Um… NO! Once a journalist has written about a topic or product, the last thing they want is for a PR person to send a note that says: “I saw your article… we do that too!” By that time, it’s too late.
Part of your job is to stay on top of the topics reporters cover and help them develop their story. You are a resource so be a resource!
If you’re in a particular space, you should know who your beat editors are and be in constant contact with RELEVANT information. Do not bombard them with meaningless company news that isn’t newsworthy. They do not care that you hired a new receptionist. Remember, you are helping them develop stories that are interesting to THEIR audience. Just because your company is excited about a new hire, doesn’t mean that an outlet’s audience cares. Take a step back and ask yourself: “If I didn’t work for this company/client, would I really care about this news?" If you don’t, then who would? Investors? Consumers? Verticals? Once you have your answer, then you know who to reach out to specifically.
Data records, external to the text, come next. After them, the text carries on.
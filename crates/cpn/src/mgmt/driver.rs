//! Host driver for the control-plane adaptor.
//!
//! The adaptor has no atomic select-then-access primitive. `AdaptorDriver` supplies the
//! missing discipline: every clone shares one lock, held across the selector write and the
//! window access, so agents going through drivers never interleave. Anything touching the
//! adaptor directly bypasses the lock.

use std::sync::Arc;

use parking_lot::Mutex;
use tracing::trace;

use crate::common::constants::{CPN_ADDR_LIMIT, SLOT_SIZE};
use crate::common::{CpnResult, Request, Response};
use crate::net::CpnAccess;
use crate::soc::devices::{AdaptorState, ControlPlaneAdaptor};

/// Serialized access to the network through an adaptor.
#[derive(Debug, Clone)]
pub struct AdaptorDriver {
    adaptor: Arc<ControlPlaneAdaptor>,
    lock: Arc<Mutex<()>>,
}

impl AdaptorDriver {
    /// A driver for `adaptor` with its own lock.
    pub fn new(adaptor: Arc<ControlPlaneAdaptor>) -> Self {
        Self {
            adaptor,
            lock: Arc::new(Mutex::new(())),
        }
    }

    /// The driven adaptor.
    pub const fn adaptor(&self) -> &Arc<ControlPlaneAdaptor> {
        &self.adaptor
    }

    /// Window offset for `req` under the current selector, if it already covers the request.
    fn covered(&self, req: &Request) -> Option<u64> {
        let AdaptorState::Selected(target) = self.adaptor.state() else {
            return None;
        };
        let k = req.addr.checked_sub(target)?;
        (k + req.size.bytes() <= self.adaptor.window_size()).then_some(k)
    }

    /// Selects a target covering `req` and returns the window offset to use.
    fn select_for(&self, req: &Request) -> u64 {
        let aligned = req.addr & !(SLOT_SIZE - 1);
        let (target, k) = if req.addr - aligned + req.size.bytes() <= self.adaptor.window_size() {
            (aligned, req.addr - aligned)
        } else {
            (req.addr, 0)
        };
        self.adaptor.select(target);
        k
    }
}

impl CpnAccess for AdaptorDriver {
    fn access(&self, req: &Request) -> CpnResult<Response> {
        if req.addr >= CPN_ADDR_LIMIT {
            return Ok(Response::unmapped_for(req));
        }
        let _guard = self.lock.lock();
        let k = match self.covered(req) {
            Some(k) => k,
            None => self.select_for(req),
        };
        trace!(addr = req.addr, offset = k, "driver window access");
        self.adaptor.access_window(&req.with_addr(k))
    }
}
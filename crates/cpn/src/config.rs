//! Configuration for a control-plane network and its primary-system attachments.
//!
//! This module defines everything fixed at system-build time. It provides:
//! 1. **Defaults:** Adaptor placement and window size, default control plane type.
//! 2. **Structures:** Control planes (identity and tables), the adaptor, and remappers.
//! 3. **Validation:** Every configuration error is caught before anything is bound.
//!
//! Configuration is supplied as JSON (`Config::from_json` / `Config::from_file`) or taken from
//! `Config::default()`, which builds the reference two control plane topology.

use std::collections::HashSet;
use std::io;
use std::path::Path;

use serde::Deserialize;
use thiserror::Error;

use crate::common::constants::{REGION_SIZE, SLOT_SIZE};
use crate::common::{CpnError, Table};
use crate::cp::{
    AttrKind, Comparator, ControlPlaneIdentity, GeneralControlPlane, GeneralLayout,
    ParameterAttr, StatisticAttr, TriggerEntry,
};
use crate::soc::devices::adaptor::SELECTOR_SIZE;

/// Default configuration constants.
pub mod defaults {
    /// Primary-bus address of the adaptor's selector register.
    pub const ADAPTOR_SELECTOR_BASE: u64 = 0x4000_0000;

    /// Primary-bus address of the adaptor's data window.
    pub const ADAPTOR_WINDOW_BASE: u64 = 0x4000_1000;

    /// Size of the adaptor's data window in bytes.
    ///
    /// Large enough to reach the identity header and the first tables of any control plane
    /// from a single selector value.
    pub const ADAPTOR_WINDOW_SIZE: u64 = 256;

    /// Type code of a general control plane (`'G'`).
    pub const CP_TYPE: u8 = b'G';
}

/// Errors raised while loading or validating a configuration, or while building a system.
#[derive(Debug, Error)]
pub enum ConfigError {
    /// A control plane with an empty IDENT.
    #[error("control plane {device:02x}:{function:02x} has an empty IDENT")]
    EmptyIdent {
        /// Device id.
        device: u8,
        /// Function id.
        function: u8,
    },
    /// IDENT containing non-ASCII or NUL bytes.
    #[error("IDENT {ident:?} must be printable ASCII")]
    InvalidIdent {
        /// Offending IDENT.
        ident: String,
    },
    /// IDENT longer than 12 bytes.
    #[error("IDENT {ident:?} is {len} bytes, at most 12 allowed")]
    IdentTooLong {
        /// Offending IDENT.
        ident: String,
        /// Its length.
        len: usize,
    },
    /// Type code `0x00` or `0xFF`.
    #[error("{ident}: type code {cp_type:#04x} is reserved")]
    ReservedType {
        /// IDENT of the control plane.
        ident: String,
        /// Rejected type code.
        cp_type: u8,
    },
    /// Two control planes configured at the same `(device, function)`.
    #[error("control planes {first} and {second} both claim {device:02x}:{function:02x}")]
    DuplicateIdentity {
        /// IDENT of the first claimant.
        first: String,
        /// IDENT of the second claimant.
        second: String,
        /// Device id.
        device: u8,
        /// Function id.
        function: u8,
    },
    /// A table with too many entries.
    #[error("{table} table has {count} entries, at most 256 allowed")]
    TooManyEntries {
        /// Table concerned.
        table: Table,
        /// Declared entry count.
        count: usize,
    },
    /// An attribute with an empty name.
    #[error("{table} attribute {index} has an empty name")]
    EmptyAttrName {
        /// Table concerned.
        table: Table,
        /// Declaration index.
        index: usize,
    },
    /// An attribute name over 32 bytes.
    #[error("attribute name {name:?} is too long")]
    AttrNameTooLong {
        /// Offending name.
        name: String,
    },
    /// Two attributes with the same name in one table.
    #[error("{table} attribute {name:?} declared twice")]
    DuplicateAttr {
        /// Table concerned.
        table: Table,
        /// Repeated name.
        name: String,
    },
    /// More initial triggers than trigger slots.
    #[error("{ident}: {count} triggers configured for {slots} slots")]
    TooManyTriggers {
        /// IDENT of the control plane.
        ident: String,
        /// Configured triggers.
        count: usize,
        /// Available slots.
        slots: usize,
    },
    /// An enabled trigger watching a statistic that does not exist.
    #[error("trigger {slot} watches missing statistic {stat_index}")]
    TriggerStat {
        /// Trigger slot.
        slot: usize,
        /// Statistic index named by the trigger.
        stat_index: usize,
    },
    /// A DataWindow that would run into the ConfigWindow.
    #[error("{ident}: data window of {size:#x} bytes does not fit its region")]
    WindowTooLarge {
        /// IDENT of the control plane.
        ident: String,
        /// Computed window size.
        size: u64,
    },
    /// Tables declared on a basic (header-only) control plane.
    #[error("{ident}: basic control planes carry no tables")]
    BasicWithTables {
        /// IDENT of the control plane.
        ident: String,
    },
    /// Adaptor data window of unusable size.
    #[error("adaptor window size {size:#x} must be a non-zero multiple of 8 no larger than a region")]
    InvalidAdaptorWindow {
        /// Configured size.
        size: u64,
    },
    /// Adaptor port whose range runs past the end of the bus address space.
    #[error("adaptor {port} at {base:#x} (+{size:#x}) wraps the bus address space")]
    AdaptorRange {
        /// `"selector"` or `"window"`.
        port: &'static str,
        /// Configured base.
        base: u64,
        /// Port size.
        size: u64,
    },
    /// Remapper whose target does not fit inside one region.
    #[error("remapper {name}: {reason}")]
    InvalidRemapper {
        /// Remapper name.
        name: String,
        /// What is wrong with it.
        reason: &'static str,
    },
    /// Binding a validated configuration failed.
    #[error("bind failed: {0}")]
    Bind(#[from] CpnError),
    /// Malformed JSON.
    #[error("config parse error: {0}")]
    Parse(#[from] serde_json::Error),
    /// Config file could not be read.
    #[error("config read error: {0}")]
    Io(#[from] io::Error),
}
use cpn_core::common::{AccessSize, CpnResult, Request, Response};
use cpn_core::soc::devices::Device;

/// Plain RAM claiming `[base, base + size)` on the bus.
#[derive(Debug)]
pub struct MockMemory {
    name: String,
    base: u64,
    data: Vec<u8>,
}

impl MockMemory {
    pub fn new(name: &str, base: u64, size: usize) -> Self {
        Self {
            name: name.to_owned(),
            base,
            data: vec![0; size],
        }
    }

    fn span(offset: u64, size: AccessSize) -> std::ops::Range<usize> {
        let start = offset as usize;
        start..start + size.bytes() as usize
    }
}

impl Device for MockMemory {
    fn name(&self) -> &str {
        &self.name
    }

    fn address_range(&self) -> (u64, u64) {
        (self.base, self.data.len() as u64)
    }

    fn access(&mut self, req: &Request) -> CpnResult<Response> {
        let span = Self::span(req.addr, req.size);
        if req.is_write {
            let bytes = req.data.to_le_bytes();
            self.data[span.clone()].copy_from_slice(&bytes[..span.len()]);
            return Ok(Response::ack());
        }
        let mut buf = [0u8; 8];
        buf[..span.len()].copy_from_slice(&self.data[span]);
        Ok(Response::data(u64::from_le_bytes(buf)))
    }
}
I once heard a PR professional say to cast your net far and wide. I don’t exactly agree with that statement. Sure, if you have a product or service that appeals to a variety of audiences, then make sure you’re hitting all appropriate targets, but don’t blast everyone on your media list for quantity’s sake. You’ll only tick off the multitudes of journalists who constantly ask PR professionals to read their articles and understand their respective beats.
It’s about quality: quality of media for you and quality of information for them. Be prepared and responsive. Know your product. Keep your message clear and concise. Be a resource, not a pesky pain in the arse.